Stored data
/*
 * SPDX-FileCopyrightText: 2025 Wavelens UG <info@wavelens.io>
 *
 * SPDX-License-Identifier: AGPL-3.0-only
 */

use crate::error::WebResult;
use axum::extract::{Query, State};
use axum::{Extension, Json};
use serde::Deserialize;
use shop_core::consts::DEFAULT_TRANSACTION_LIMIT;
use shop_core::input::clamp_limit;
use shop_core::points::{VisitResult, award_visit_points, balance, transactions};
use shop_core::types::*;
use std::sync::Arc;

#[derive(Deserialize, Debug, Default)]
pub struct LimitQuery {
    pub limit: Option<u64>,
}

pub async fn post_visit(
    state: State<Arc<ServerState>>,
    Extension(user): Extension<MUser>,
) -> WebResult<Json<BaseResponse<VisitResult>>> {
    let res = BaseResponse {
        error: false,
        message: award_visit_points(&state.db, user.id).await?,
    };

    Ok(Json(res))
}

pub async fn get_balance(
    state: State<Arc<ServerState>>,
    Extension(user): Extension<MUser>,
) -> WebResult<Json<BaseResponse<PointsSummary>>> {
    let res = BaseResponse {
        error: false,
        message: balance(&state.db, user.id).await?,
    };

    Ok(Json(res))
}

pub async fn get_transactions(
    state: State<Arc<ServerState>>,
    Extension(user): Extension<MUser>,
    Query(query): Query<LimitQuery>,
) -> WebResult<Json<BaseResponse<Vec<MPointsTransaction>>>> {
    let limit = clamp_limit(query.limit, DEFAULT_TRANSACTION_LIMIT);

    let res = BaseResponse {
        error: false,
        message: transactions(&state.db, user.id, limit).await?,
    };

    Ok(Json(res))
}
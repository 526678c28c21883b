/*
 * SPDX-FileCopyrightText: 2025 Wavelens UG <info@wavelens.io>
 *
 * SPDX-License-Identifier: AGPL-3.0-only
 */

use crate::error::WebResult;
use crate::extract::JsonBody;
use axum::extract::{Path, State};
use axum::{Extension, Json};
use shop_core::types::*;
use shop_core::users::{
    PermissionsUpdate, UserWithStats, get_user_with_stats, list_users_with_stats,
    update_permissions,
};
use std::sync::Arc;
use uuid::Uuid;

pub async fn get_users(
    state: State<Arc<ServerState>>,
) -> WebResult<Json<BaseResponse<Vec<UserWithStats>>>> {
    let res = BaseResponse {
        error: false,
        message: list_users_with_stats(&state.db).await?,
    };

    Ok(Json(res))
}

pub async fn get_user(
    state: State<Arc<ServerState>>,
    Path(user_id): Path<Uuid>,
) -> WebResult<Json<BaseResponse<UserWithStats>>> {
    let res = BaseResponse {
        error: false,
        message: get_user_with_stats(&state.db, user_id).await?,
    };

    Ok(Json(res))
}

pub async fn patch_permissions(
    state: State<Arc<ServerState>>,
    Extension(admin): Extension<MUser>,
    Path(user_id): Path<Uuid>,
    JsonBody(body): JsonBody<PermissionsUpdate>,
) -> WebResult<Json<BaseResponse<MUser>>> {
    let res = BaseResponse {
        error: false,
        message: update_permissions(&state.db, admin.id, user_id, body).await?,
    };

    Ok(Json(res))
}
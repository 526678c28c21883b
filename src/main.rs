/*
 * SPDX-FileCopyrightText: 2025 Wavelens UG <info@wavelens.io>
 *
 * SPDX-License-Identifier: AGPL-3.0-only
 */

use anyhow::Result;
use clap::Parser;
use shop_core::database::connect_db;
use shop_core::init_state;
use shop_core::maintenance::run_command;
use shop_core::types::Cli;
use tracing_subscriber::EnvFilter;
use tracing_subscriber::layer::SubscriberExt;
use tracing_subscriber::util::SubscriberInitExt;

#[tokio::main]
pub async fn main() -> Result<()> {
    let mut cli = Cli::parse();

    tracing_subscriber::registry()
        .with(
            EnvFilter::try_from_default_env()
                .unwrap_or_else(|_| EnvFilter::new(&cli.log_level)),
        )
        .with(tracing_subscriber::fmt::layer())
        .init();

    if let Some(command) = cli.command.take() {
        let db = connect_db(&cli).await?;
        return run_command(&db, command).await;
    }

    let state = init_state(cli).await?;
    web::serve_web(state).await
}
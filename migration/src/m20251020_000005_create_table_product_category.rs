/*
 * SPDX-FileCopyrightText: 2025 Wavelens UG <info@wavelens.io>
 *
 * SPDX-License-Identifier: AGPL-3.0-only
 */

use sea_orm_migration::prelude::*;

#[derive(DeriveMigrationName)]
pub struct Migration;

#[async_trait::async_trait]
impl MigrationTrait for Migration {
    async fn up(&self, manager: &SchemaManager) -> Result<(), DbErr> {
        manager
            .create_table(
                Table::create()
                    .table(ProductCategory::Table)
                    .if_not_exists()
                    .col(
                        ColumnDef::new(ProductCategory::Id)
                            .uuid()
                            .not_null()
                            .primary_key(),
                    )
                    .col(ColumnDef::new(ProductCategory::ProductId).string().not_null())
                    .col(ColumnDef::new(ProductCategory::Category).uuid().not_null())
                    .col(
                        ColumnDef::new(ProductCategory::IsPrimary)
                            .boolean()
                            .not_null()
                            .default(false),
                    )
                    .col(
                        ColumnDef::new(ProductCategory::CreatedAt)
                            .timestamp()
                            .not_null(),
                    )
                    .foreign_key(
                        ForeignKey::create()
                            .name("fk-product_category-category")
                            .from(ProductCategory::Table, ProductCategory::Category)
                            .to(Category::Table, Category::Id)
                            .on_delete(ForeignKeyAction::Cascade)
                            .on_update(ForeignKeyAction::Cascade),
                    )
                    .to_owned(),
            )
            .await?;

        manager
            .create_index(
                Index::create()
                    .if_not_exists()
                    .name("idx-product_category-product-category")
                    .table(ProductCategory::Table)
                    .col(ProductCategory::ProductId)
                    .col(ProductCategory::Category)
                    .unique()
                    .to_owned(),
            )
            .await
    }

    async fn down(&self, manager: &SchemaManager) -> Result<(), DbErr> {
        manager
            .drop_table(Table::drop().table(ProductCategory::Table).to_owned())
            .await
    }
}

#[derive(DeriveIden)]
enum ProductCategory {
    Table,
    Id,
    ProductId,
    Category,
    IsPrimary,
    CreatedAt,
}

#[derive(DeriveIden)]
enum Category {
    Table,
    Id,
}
...
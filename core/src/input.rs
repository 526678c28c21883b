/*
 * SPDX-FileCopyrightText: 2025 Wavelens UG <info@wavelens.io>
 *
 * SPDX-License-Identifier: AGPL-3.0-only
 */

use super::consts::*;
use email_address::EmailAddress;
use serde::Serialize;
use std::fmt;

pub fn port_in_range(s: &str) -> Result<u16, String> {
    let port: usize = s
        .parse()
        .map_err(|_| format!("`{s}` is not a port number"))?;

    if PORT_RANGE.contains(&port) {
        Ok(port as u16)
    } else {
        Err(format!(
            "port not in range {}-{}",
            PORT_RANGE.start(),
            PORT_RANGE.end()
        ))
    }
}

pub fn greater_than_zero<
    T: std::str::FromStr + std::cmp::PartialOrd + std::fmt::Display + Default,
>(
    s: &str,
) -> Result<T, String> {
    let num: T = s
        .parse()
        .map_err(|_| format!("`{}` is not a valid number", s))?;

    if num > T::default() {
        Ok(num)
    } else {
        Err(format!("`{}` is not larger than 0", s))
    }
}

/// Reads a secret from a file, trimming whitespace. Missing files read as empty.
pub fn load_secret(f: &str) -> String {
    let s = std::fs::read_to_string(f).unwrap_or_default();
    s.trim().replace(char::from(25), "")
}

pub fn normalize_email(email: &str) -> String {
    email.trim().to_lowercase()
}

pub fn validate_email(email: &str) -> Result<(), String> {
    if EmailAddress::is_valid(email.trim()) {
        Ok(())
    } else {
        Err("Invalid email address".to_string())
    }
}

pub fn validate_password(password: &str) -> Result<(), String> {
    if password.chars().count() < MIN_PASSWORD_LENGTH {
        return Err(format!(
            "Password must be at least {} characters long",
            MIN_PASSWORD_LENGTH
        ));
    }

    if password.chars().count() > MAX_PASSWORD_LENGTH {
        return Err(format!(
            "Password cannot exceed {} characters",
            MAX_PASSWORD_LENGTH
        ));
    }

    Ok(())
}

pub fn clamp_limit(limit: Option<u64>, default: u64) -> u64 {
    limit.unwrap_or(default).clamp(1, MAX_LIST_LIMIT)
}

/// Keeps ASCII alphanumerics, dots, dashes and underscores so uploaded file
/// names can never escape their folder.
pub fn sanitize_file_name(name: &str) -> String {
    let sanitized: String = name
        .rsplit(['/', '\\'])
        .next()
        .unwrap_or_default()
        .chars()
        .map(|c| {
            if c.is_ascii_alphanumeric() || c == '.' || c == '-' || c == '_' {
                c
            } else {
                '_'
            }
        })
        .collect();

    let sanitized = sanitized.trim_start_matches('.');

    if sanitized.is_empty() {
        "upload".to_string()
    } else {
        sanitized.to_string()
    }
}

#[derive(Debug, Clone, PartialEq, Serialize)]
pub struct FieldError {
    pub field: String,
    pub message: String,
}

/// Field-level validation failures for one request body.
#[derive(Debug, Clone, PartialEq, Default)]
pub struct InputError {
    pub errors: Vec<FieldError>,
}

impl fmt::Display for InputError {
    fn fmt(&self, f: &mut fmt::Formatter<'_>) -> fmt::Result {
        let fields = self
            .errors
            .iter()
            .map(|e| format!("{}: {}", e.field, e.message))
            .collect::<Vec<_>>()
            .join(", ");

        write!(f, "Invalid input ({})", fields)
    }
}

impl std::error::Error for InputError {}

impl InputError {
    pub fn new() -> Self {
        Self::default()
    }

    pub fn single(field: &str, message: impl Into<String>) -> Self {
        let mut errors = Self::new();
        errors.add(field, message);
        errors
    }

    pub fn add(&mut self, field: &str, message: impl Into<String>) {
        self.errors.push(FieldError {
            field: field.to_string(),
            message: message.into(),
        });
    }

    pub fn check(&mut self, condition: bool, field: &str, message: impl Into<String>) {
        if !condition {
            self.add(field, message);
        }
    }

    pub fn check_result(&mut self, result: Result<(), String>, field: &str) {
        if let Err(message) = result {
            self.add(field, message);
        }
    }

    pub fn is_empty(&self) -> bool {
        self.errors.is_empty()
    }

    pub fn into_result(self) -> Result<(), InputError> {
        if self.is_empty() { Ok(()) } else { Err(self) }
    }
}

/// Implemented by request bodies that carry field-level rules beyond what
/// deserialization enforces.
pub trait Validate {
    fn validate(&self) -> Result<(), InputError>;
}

**PROBLEM STATEMENT**
Go through the data above and count the lines that hold "axum". Respond with the number and no other words.

**ANSWER FOR THE TASK**
4